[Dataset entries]
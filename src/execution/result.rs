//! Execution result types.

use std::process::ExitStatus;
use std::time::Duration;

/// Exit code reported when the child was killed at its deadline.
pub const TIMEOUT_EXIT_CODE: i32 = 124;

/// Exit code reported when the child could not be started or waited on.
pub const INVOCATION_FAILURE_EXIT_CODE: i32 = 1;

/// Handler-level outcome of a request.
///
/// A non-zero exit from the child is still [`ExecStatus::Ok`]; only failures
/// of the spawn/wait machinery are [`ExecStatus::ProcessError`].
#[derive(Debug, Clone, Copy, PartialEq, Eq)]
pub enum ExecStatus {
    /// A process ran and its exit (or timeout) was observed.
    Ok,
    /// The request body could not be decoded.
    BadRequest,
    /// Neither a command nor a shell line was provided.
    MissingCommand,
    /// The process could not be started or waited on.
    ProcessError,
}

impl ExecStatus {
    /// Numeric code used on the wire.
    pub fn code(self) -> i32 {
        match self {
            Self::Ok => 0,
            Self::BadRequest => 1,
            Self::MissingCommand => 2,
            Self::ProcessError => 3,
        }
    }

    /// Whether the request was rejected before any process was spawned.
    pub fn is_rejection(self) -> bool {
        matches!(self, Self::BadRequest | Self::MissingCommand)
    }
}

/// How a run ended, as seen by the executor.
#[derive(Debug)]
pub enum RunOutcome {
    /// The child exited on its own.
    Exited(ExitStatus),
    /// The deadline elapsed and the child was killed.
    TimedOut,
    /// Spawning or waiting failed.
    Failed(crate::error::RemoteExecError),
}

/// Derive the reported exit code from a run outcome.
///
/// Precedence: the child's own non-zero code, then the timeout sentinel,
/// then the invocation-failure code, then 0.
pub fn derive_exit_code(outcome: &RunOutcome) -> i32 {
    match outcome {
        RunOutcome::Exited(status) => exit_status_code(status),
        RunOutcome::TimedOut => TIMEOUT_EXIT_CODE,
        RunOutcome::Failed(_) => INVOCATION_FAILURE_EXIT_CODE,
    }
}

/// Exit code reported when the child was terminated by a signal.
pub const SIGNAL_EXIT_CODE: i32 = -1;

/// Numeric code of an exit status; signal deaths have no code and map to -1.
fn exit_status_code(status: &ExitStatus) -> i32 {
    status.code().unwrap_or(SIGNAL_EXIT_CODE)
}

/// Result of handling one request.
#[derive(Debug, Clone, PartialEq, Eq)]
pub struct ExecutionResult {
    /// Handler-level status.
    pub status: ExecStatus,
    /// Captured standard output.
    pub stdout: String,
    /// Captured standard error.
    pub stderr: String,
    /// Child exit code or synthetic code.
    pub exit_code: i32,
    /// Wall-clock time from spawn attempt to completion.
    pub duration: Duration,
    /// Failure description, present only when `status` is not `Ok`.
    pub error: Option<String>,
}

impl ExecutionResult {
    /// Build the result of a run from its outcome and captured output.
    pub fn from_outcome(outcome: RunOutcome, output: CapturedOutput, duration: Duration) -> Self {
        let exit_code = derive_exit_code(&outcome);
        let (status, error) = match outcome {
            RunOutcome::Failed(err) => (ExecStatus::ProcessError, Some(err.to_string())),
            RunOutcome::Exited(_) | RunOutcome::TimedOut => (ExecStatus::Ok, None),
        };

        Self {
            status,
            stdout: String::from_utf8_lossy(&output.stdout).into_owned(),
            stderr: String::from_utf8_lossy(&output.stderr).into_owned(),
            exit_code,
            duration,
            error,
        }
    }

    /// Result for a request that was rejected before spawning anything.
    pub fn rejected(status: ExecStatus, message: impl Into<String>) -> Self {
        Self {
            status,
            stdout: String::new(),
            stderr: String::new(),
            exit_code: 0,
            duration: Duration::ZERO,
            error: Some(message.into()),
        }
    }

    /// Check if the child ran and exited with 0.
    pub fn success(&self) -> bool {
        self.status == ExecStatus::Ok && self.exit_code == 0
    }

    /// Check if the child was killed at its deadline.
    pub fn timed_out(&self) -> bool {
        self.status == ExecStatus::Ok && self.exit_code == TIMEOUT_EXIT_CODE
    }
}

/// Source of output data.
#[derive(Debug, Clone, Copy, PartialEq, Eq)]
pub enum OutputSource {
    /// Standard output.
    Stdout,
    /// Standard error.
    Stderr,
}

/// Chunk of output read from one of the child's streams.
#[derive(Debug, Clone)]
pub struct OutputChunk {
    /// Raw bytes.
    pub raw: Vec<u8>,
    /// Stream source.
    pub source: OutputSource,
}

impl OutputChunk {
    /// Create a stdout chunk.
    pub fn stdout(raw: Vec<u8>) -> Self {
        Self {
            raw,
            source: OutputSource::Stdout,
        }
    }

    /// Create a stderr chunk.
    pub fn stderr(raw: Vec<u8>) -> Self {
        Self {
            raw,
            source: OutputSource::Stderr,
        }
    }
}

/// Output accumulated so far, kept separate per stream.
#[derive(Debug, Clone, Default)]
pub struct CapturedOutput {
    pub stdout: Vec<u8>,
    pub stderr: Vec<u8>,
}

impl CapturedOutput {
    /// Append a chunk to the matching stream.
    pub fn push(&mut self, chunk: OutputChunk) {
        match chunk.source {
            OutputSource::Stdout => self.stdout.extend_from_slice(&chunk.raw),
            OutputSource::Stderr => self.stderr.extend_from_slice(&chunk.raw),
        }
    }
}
==
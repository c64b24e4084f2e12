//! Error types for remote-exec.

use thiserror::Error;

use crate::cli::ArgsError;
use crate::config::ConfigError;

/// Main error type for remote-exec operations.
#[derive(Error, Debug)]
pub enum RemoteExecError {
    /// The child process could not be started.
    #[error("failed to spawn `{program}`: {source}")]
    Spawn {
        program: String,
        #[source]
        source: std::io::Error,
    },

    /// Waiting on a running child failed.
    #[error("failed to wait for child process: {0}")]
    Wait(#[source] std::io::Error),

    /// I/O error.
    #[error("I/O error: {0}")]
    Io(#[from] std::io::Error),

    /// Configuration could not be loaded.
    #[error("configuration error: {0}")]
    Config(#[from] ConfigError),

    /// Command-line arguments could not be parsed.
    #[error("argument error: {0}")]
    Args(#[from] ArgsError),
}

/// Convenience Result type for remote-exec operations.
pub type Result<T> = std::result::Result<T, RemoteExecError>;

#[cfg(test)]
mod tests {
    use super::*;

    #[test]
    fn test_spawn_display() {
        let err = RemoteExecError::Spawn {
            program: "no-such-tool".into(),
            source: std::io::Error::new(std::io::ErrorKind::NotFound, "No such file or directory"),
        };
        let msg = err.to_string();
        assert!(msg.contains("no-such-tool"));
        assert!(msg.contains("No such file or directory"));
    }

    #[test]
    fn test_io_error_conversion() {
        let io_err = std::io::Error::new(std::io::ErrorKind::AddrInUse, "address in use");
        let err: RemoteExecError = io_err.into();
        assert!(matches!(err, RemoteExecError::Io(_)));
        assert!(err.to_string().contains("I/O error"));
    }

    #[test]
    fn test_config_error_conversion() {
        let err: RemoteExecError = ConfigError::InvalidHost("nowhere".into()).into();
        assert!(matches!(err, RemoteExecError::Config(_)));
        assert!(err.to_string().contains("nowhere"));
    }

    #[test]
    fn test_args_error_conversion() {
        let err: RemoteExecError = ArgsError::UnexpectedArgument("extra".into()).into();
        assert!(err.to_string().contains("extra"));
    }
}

- **WORK ORDER**:
Output nothing but the number of lines in the data containing the string "ArgsError".

- **EXERCISE RESPONSE**:
3